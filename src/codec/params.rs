//! Parameter selection: check block count and generator seed per block count.
//!
//! Roughly three seeds in four produce a singular GE matrix for any given
//! `(K, M)`, so usable parameters have to be found by simulation. The solver
//! itself never retries; a [`ParameterPolicy`] decides which `(M, seed)` a
//! session uses.
//!
//! - [`FixedParams`]: a constant choice, no search.
//! - [`SimulatedParams`]: runs the data-free structural solve for seeds
//!   `0, 1, 2, ...` and memoizes the first one that works.
//! - [`TableParams`]: a lookup table, typically exported from a simulation run.

use std::collections::BTreeMap;
use std::sync::OnceLock;

use parking_lot::Mutex;
use serde::{Deserialize, Serialize};

use super::generator::Design;
use super::solver::SolvePlan;
use super::CodecError;
use crate::tracing_compat::{debug, trace};

/// Default number of seeds tried per block count.
pub const DEFAULT_SEED_ATTEMPTS: u32 = 256;

/// Check block count and generator seed for one block count.
#[derive(Debug, Clone, Copy, PartialEq, Eq, Hash, Serialize, Deserialize)]
pub struct CodeParams {
    /// M: dense check columns.
    pub check_blocks: u16,
    /// Generator seed.
    pub seed: u32,
}

impl CodeParams {
    /// Creates a parameter pair.
    #[must_use]
    pub const fn new(check_blocks: u16, seed: u32) -> Self {
        Self { check_blocks, seed }
    }
}

/// Default M for K blocks: `max(2, ceil(sqrt(K)), ceil(K / 64))`.
///
/// Peeling defers a little over one row in a hundred once K reaches the
/// thousands. The GE system is only full rank when M keeps up with the
/// deferred count, which `sqrt(K)` stops doing above K = 4096.
#[must_use]
pub fn default_check_blocks(block_count: u16) -> u16 {
    let k = u32::from(block_count);
    let mut root = 0u32;
    while root * root < k {
        root += 1;
    }
    let linear = k.div_ceil(64);
    (root.max(linear) as u16).max(2)
}

/// Chooses code parameters for a block count.
pub trait ParameterPolicy: Send + Sync {
    /// Returns the parameters to use for `block_count` message blocks.
    fn select(&self, block_count: u16) -> Result<CodeParams, CodecError>;
}

impl<P: ParameterPolicy + ?Sized> ParameterPolicy for &P {
    fn select(&self, block_count: u16) -> Result<CodeParams, CodecError> {
        (**self).select(block_count)
    }
}

impl<P: ParameterPolicy + ?Sized> ParameterPolicy for Box<P> {
    fn select(&self, block_count: u16) -> Result<CodeParams, CodecError> {
        (**self).select(block_count)
    }
}

// ============================================================================
// Fixed
// ============================================================================

/// Always returns the same seed; M is fixed or derived from K.
#[derive(Debug, Clone, Copy, PartialEq, Eq)]
pub struct FixedParams {
    check_blocks: Option<u16>,
    seed: u32,
}

impl FixedParams {
    /// Fixed M and seed.
    #[must_use]
    pub const fn new(params: CodeParams) -> Self {
        Self {
            check_blocks: Some(params.check_blocks),
            seed: params.seed,
        }
    }

    /// Fixed seed with the default M for each K.
    #[must_use]
    pub const fn seed_only(seed: u32) -> Self {
        Self {
            check_blocks: None,
            seed,
        }
    }

    /// Two check blocks, seed 0, for every block count.
    #[must_use]
    pub const fn placeholder() -> Self {
        Self::new(CodeParams::new(2, 0))
    }
}

impl ParameterPolicy for FixedParams {
    fn select(&self, block_count: u16) -> Result<CodeParams, CodecError> {
        Ok(CodeParams {
            check_blocks: self
                .check_blocks
                .unwrap_or_else(|| default_check_blocks(block_count)),
            seed: self.seed,
        })
    }
}

// ============================================================================
// Simulated
// ============================================================================

/// Finds working seeds by running the structural solve, memoizing results.
#[derive(Debug)]
pub struct SimulatedParams {
    check_blocks: Option<u16>,
    max_attempts: u32,
    cache: Mutex<BTreeMap<u16, CodeParams>>,
}

impl SimulatedParams {
    /// Default M per K, [`DEFAULT_SEED_ATTEMPTS`] seeds per K.
    #[must_use]
    pub fn new() -> Self {
        Self {
            check_blocks: None,
            max_attempts: DEFAULT_SEED_ATTEMPTS,
            cache: Mutex::new(BTreeMap::new()),
        }
    }

    /// Process-wide instance with default settings.
    pub fn global() -> &'static Self {
        static GLOBAL: OnceLock<SimulatedParams> = OnceLock::new();
        GLOBAL.get_or_init(Self::new)
    }

    /// Uses a fixed M instead of the default for each K.
    #[must_use]
    pub fn with_check_blocks(mut self, check_blocks: u16) -> Self {
        self.check_blocks = Some(check_blocks);
        self
    }

    /// Caps the number of seeds tried per K.
    #[must_use]
    pub fn with_max_attempts(mut self, max_attempts: u32) -> Self {
        self.max_attempts = max_attempts;
        self
    }

    /// Searches seeds without consulting or filling the cache.
    pub fn search(&self, block_count: u16) -> Result<CodeParams, CodecError> {
        let check_blocks = self
            .check_blocks
            .unwrap_or_else(|| default_check_blocks(block_count));

        for seed in 0..self.max_attempts {
            let design = Design::new(block_count, check_blocks, seed)?;
            match SolvePlan::build(&design) {
                Ok(_) => {
                    debug!(block_count, check_blocks, seed, "seed search succeeded");
                    return Ok(CodeParams { check_blocks, seed });
                }
                Err(err) if err.is_parameter_failure() => {
                    trace!(block_count, seed, error = %err, "seed rejected");
                }
                Err(err) => return Err(err),
            }
        }
        Err(CodecError::NoUsableSeed {
            block_count,
            attempts: self.max_attempts,
        })
    }

    /// Number of memoized block counts.
    #[must_use]
    pub fn cached(&self) -> usize {
        self.cache.lock().len()
    }

    /// Snapshot of the memoized results as a [`TableParams`]-compatible JSON array.
    pub fn export_table(&self) -> Result<String, serde_json::Error> {
        let entries: Vec<TableEntry> = self
            .cache
            .lock()
            .iter()
            .map(|(&block_count, params)| TableEntry {
                block_count,
                check_blocks: params.check_blocks,
                seed: params.seed,
            })
            .collect();
        serde_json::to_string_pretty(&entries)
    }
}

impl Default for SimulatedParams {
    fn default() -> Self {
        Self::new()
    }
}

impl ParameterPolicy for SimulatedParams {
    fn select(&self, block_count: u16) -> Result<CodeParams, CodecError> {
        if let Some(params) = self.cache.lock().get(&block_count) {
            return Ok(*params);
        }
        // Searched without the lock held; a racing duplicate search finds the same seed.
        let params = self.search(block_count)?;
        self.cache.lock().insert(block_count, params);
        Ok(params)
    }
}

// ============================================================================
// Table
// ============================================================================

#[derive(Debug, Clone, Copy, Serialize, Deserialize)]
struct TableEntry {
    block_count: u16,
    check_blocks: u16,
    seed: u32,
}

/// Lookup table of known-good parameters with a fallback policy.
pub struct TableParams {
    table: BTreeMap<u16, CodeParams>,
    fallback: Box<dyn ParameterPolicy>,
}

impl TableParams {
    /// Empty table delegating every lookup to `fallback`.
    #[must_use]
    pub fn new(fallback: Box<dyn ParameterPolicy>) -> Self {
        Self {
            table: BTreeMap::new(),
            fallback,
        }
    }

    /// Parses a JSON array of `{block_count, check_blocks, seed}` entries.
    pub fn from_json(json: &str, fallback: Box<dyn ParameterPolicy>) -> Result<Self, CodecError> {
        let entries: Vec<TableEntry> = serde_json::from_str(json)
            .map_err(|err| CodecError::invalid_params(format!("parameter table: {err}")))?;
        let mut this = Self::new(fallback);
        for entry in entries {
            this.insert(entry.block_count, CodeParams::new(entry.check_blocks, entry.seed));
        }
        Ok(this)
    }

    /// Adds or replaces the entry for `block_count`.
    pub fn insert(&mut self, block_count: u16, params: CodeParams) {
        self.table.insert(block_count, params);
    }

    /// Number of table entries.
    #[must_use]
    pub fn len(&self) -> usize {
        self.table.len()
    }

    /// True when the table has no entries.
    #[must_use]
    pub fn is_empty(&self) -> bool {
        self.table.is_empty()
    }
}

impl std::fmt::Debug for TableParams {
    fn fmt(&self, f: &mut std::fmt::Formatter<'_>) -> std::fmt::Result {
        f.debug_struct("TableParams")
            .field("entries", &self.table.len())
            .finish_non_exhaustive()
    }
}

impl ParameterPolicy for TableParams {
    fn select(&self, block_count: u16) -> Result<CodeParams, CodecError> {
        match self.table.get(&block_count) {
            Some(params) => Ok(*params),
            None => self.fallback.select(block_count),
        }
    }
}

#### WORK ORDER
When a line of the data holds the string "TableEntry", pick it out and copy it.

#### ANSWER TO THIS TASK
        let entries: Vec<TableEntry> = self
            .map(|(&block_count, params)| TableEntry {
struct TableEntry {
        let entries: Vec<TableEntry> = serde_json::from_str(json)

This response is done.